Tidak ada manusia “sehat” yang ingn sakit, karena untuk berkunjung ke fasilitas layanan kesehatan pasti mengeluarkan biaya transportasi dan harus meluangkan waktu. Biaya dan waktu bagi sebagian masyarakat usia produktif sangatlah berharga. Maka bukan sebuah sikap manja atau perubahan gaya hidup “melow” jika sejak era BPJS Kesehatan, masyarakat menjadi “rajin” mengunjungi rumah sakit atau klinik.
Sifat iuran yang “wajib” itulah hakekatnya yang mendorong masyarakat “bersemangat” menuntut haknya. Sebuah layanan sosial jamaknya tidak diikuti iuran yang bersifat “memaksa”. Mekanisme layanan sosial untuk kelompok masyarakat kurang mampu selayaknya sebagai kewajiban negara yang diambil dari APBN dan sumber lainnya tanpa harus memungut iuran tambahan selain pajak.
Pajak yang dibayarkan oleh kelompok masyarakat kategori wajib pajak dengan tingkat penghasilan yang layak salah satu fungsinya dalam teori perpajakan yaitu sebagai alat distribusi kekayaan.

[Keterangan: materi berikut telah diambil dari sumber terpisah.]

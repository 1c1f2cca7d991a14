// Validated builder options.
//
// Options are constructed by the CLI layer (or tests) and validated before
// any generation begins; every rejection is an `InvalidArgument` carrying
// the offending flag and value. Attempt budgets scale with how many
// filters are active, since stricter filters need proportionally more
// candidates to fill the same quotas.

use crate::error::BuildError;
use crate::filters::{CURLY_DIACRITIC_FILTER, DOT_DIACRITIC_FILTER, FilterSet};
use crate::seed::ResolvedSeed;
use chrono::{DateTime, SecondsFormat, Utc};
use std::path::PathBuf;

pub const DEFAULT_PER_POOL: usize = 200;
pub const DEFAULT_BASE_COUNT: usize = 1200;
pub const DEFAULT_POOL_OUT_DIR: &str = ".tmp/glyph-pools";
pub const DEFAULT_POOL_MANIFEST: &str = "glyph-pools-manifest.json";
/// The combined one-symbol-per-class sprite.
pub const COMBINED_SPRITE_FILE: &str = "glyph-pool.svg";

pub const DEFAULT_SLICE_COUNT: usize = 20;
pub const DEFAULT_MIN_GLYPHS: usize = 1;
pub const DEFAULT_MAX_GLYPHS: usize = 10;
pub const DEFAULT_SLICE_OUT_DIR: &str = ".tmp/glyph-phrases";
pub const DEFAULT_MIN_RAW_GLYPH_HEIGHT: f64 = 40.0;

pub const DEFAULT_BAN_CURLY: bool = true;
pub const DEFAULT_BAN_DOT: bool = false;

/// Reject non-positive numeric flag values, pre-generation.
pub fn positive_count(value: i64, flag: &str) -> Result<usize, BuildError> {
    if value <= 0 {
        return Err(BuildError::InvalidArgument(format!(
            "invalid {flag} value: {value}"
        )));
    }
    Ok(value as usize)
}

/// Options for the sprite-pool builder.
#[derive(Debug, Clone)]
pub struct PoolOptions {
    pub per_pool: usize,
    pub base_count: usize,
    pub seed: ResolvedSeed,
    pub out_dir: PathBuf,
    pub manifest_file: String,
    pub ban_curly: bool,
    /// Pinned timestamp for reproducible output; `None` means now.
    pub generated_at: Option<DateTime<Utc>>,
}

impl PoolOptions {
    /// Defaults with an explicit seed.
    pub fn with_seed(seed: ResolvedSeed) -> Self {
        PoolOptions {
            per_pool: DEFAULT_PER_POOL,
            base_count: DEFAULT_BASE_COUNT,
            seed,
            out_dir: PathBuf::from(DEFAULT_POOL_OUT_DIR),
            manifest_file: DEFAULT_POOL_MANIFEST.to_string(),
            ban_curly: DEFAULT_BAN_CURLY,
            generated_at: None,
        }
    }

    pub fn validate(&self) -> Result<(), BuildError> {
        if self.per_pool == 0 {
            return Err(BuildError::InvalidArgument(
                "invalid --per-pool value: 0".to_string(),
            ));
        }
        if self.base_count == 0 {
            return Err(BuildError::InvalidArgument(
                "invalid --base-count value: 0".to_string(),
            ));
        }
        if self.manifest_file.is_empty() {
            return Err(BuildError::InvalidArgument(
                "--manifest requires a file name".to_string(),
            ));
        }
        Ok(())
    }

    /// Initial candidate target: the base count, but never less than the
    /// five quotas combined.
    pub fn effective_base_count(&self) -> usize {
        self.base_count.max(self.per_pool * 5)
    }

    /// Total attempt budget, fixed up front. The multiplier grows with
    /// filter strictness.
    pub fn attempt_budget(&self) -> u64 {
        let multiplier: u64 = if self.ban_curly { 180 } else { 70 };
        self.effective_base_count() as u64 * multiplier * 5
    }

    pub fn filter_set(&self) -> FilterSet {
        let mut set = FilterSet::new();
        if self.ban_curly {
            set = set.with(CURLY_DIACRITIC_FILTER);
        }
        set
    }

    pub fn timestamp(&self) -> String {
        render_timestamp(self.generated_at)
    }
}

/// Options for the phrase/glyph-slice builder.
#[derive(Debug, Clone)]
pub struct SliceOptions {
    pub count: usize,
    pub min_glyphs: usize,
    pub max_glyphs: usize,
    pub seed: ResolvedSeed,
    pub out_dir: PathBuf,
    pub ban_curly: bool,
    pub ban_dot: bool,
    pub min_raw_glyph_height: f64,
    /// Pinned timestamp for reproducible output; `None` means now.
    pub generated_at: Option<DateTime<Utc>>,
}

impl SliceOptions {
    /// Defaults with an explicit seed.
    pub fn with_seed(seed: ResolvedSeed) -> Self {
        SliceOptions {
            count: DEFAULT_SLICE_COUNT,
            min_glyphs: DEFAULT_MIN_GLYPHS,
            max_glyphs: DEFAULT_MAX_GLYPHS,
            seed,
            out_dir: PathBuf::from(DEFAULT_SLICE_OUT_DIR),
            ban_curly: DEFAULT_BAN_CURLY,
            ban_dot: DEFAULT_BAN_DOT,
            min_raw_glyph_height: DEFAULT_MIN_RAW_GLYPH_HEIGHT,
            generated_at: None,
        }
    }

    pub fn validate(&self) -> Result<(), BuildError> {
        if self.count == 0 {
            return Err(BuildError::InvalidArgument(
                "invalid --count value: 0".to_string(),
            ));
        }
        if self.min_glyphs == 0 {
            return Err(BuildError::InvalidArgument(
                "invalid --min-glyphs value: 0".to_string(),
            ));
        }
        if self.max_glyphs == 0 {
            return Err(BuildError::InvalidArgument(
                "invalid --max-glyphs value: 0".to_string(),
            ));
        }
        if self.min_glyphs > self.max_glyphs {
            return Err(BuildError::InvalidArgument(format!(
                "--min-glyphs ({}) must be <= --max-glyphs ({})",
                self.min_glyphs, self.max_glyphs
            )));
        }
        if !self.min_raw_glyph_height.is_finite() || self.min_raw_glyph_height <= 0.0 {
            return Err(BuildError::InvalidArgument(format!(
                "invalid --min-raw-glyph-height value: {}",
                self.min_raw_glyph_height
            )));
        }
        Ok(())
    }

    /// Total attempt budget: stricter filter combinations get larger
    /// multipliers.
    pub fn attempt_budget(&self) -> u64 {
        let multiplier: u64 = if self.ban_curly && self.ban_dot {
            9000
        } else if self.ban_curly || self.ban_dot {
            6500
        } else {
            3500
        };
        self.count as u64 * multiplier
    }

    pub fn filter_set(&self) -> FilterSet {
        let mut set = FilterSet::new();
        if self.ban_curly {
            set = set.with(CURLY_DIACRITIC_FILTER);
        }
        if self.ban_dot {
            set = set.with(DOT_DIACRITIC_FILTER);
        }
        set
    }

    pub fn timestamp(&self) -> String {
        render_timestamp(self.generated_at)
    }
}

fn render_timestamp(pinned: Option<DateTime<Utc>>) -> String {
    pinned
        .unwrap_or_else(Utc::now)
        .to_rfc3339_opts(SecondsFormat::Millis, true)
}

#[cfg(test)]
mod tests {
    use super::*;
    use crate::seed::resolve_seed;

    #[test]
    fn positive_count_rejects_nonpositive() {
        assert!(positive_count(0, "--count").is_err());
        assert!(positive_count(-3, "--count").is_err());
        assert_eq!(positive_count(5, "--count").unwrap(), 5);
    }

    #[test]
    fn pool_base_count_never_undercuts_quotas() {
        let mut options = PoolOptions::with_seed(resolve_seed(Some("1")));
        options.per_pool = 300;
        options.base_count = 100;
        assert_eq!(options.effective_base_count(), 1500);
    }

    #[test]
    fn pool_budget_scales_with_the_curly_filter() {
        let mut options = PoolOptions::with_seed(resolve_seed(Some("1")));
        options.per_pool = 10;
        options.base_count = 50;
        options.ban_curly = false;
        let relaxed = options.attempt_budget();
        options.ban_curly = true;
        assert!(options.attempt_budget() > relaxed);
    }

    #[test]
    fn slice_validate_rejects_inverted_ranges() {
        let mut options = SliceOptions::with_seed(resolve_seed(Some("1")));
        options.min_glyphs = 5;
        options.max_glyphs = 3;
        let err = options.validate().unwrap_err();
        assert!(err.to_string().contains("--min-glyphs"));
    }

    #[test]
    fn slice_budget_tiers() {
        let mut options = SliceOptions::with_seed(resolve_seed(Some("1")));
        options.count = 2;
        options.ban_curly = false;
        options.ban_dot = false;
        assert_eq!(options.attempt_budget(), 7000);
        options.ban_curly = true;
        assert_eq!(options.attempt_budget(), 13_000);
        options.ban_dot = true;
        assert_eq!(options.attempt_budget(), 18_000);
    }

    #[test]
    fn filter_sets_follow_the_toggles() {
        let mut options = SliceOptions::with_seed(resolve_seed(Some("1")));
        options.ban_curly = true;
        options.ban_dot = true;
        assert_eq!(options.filter_set().len(), 2);
        options.ban_curly = false;
        options.ban_dot = false;
        assert!(options.filter_set().is_empty());
    }

    #[test]
    fn pinned_timestamps_render_as_rfc3339_millis() {
        use chrono::TimeZone;
        let mut options = PoolOptions::with_seed(resolve_seed(Some("1")));
        options.generated_at = Some(Utc.with_ymd_and_hms(2026, 8, 6, 12, 0, 0).unwrap());
        assert_eq!(options.timestamp(), "2026-08-06T12:00:00.000Z");
    }
}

Dalam kenyataannya, golongan masyarakat dengan penghasilan layak tidak terlalu butuh BPJS Kesehatan. Kelompok masyarakat ini seringkali merelakan iurannya dengan memilih layanan kesehatan non-BPJS demi mendapatkan layanan berkualitas. Lantas di mana masalahnya hingga BPJS Kesehatan selalu defisit? Tugas pemerintah bersama elemen masyarakat peduli layanan kesehatan untuk melakukan invstigasi masalah.
Muhammadiyah yang telah berpengalaman sejak tahun 1920 menyelenggarakan Penolong Kesengsaraan Oemoem (PKO) perlu dilibatkan dalam mengurai benang kusut BPJS Kesehatan.
Sejak era PKO tahun 1920 Persyarikatan Muhammadiyah mengelola amal usaha dengan semangat Alma’un, gotong-royong dan menumbuhkan kesadaran swadaya masyarakat. Sejak tahun 1920 hingga sebelum era BPJS Kesehatan amal usaha kesehatan Muhammadiyah senantiasa menjadi rujukan layanan kesehatan swasta yang berorientasi nonprofit namun mampu eksis.
Persyarikatan Muhammadiyah/Aisyiyah dengan amal usaha kesehatannya sebagai salah satu pihak yang sempat di untungkan tapi sekaligus ikut tertekan dengan hadirnya era BPJS Kesehatan.
Namun demikian sebagai insan beriman harus mengimani salah satu Firman Allah SWT dalam surah Asy Syarh ayat 6 yang artinya: “Bersama kesulitan ada kemudahan (innama’al usyriyusran)” selayaknya menjadi pedoman hidup manusia khususnya umat Islam dalam menghadapi masalah.
BPJS Kesehatan yang niat awalnya baik selayaknya dikelola lebih baik dan serius melalui serangkaian kajian mendalam. Wallahu’alam bishawab. (*)
Kolom oleh Prima Mari Kristanto, Anggota Majelis Pembina Kesehatan Umum (MPKU) Pimpinan Daerah Muhammadiyah Lamongan.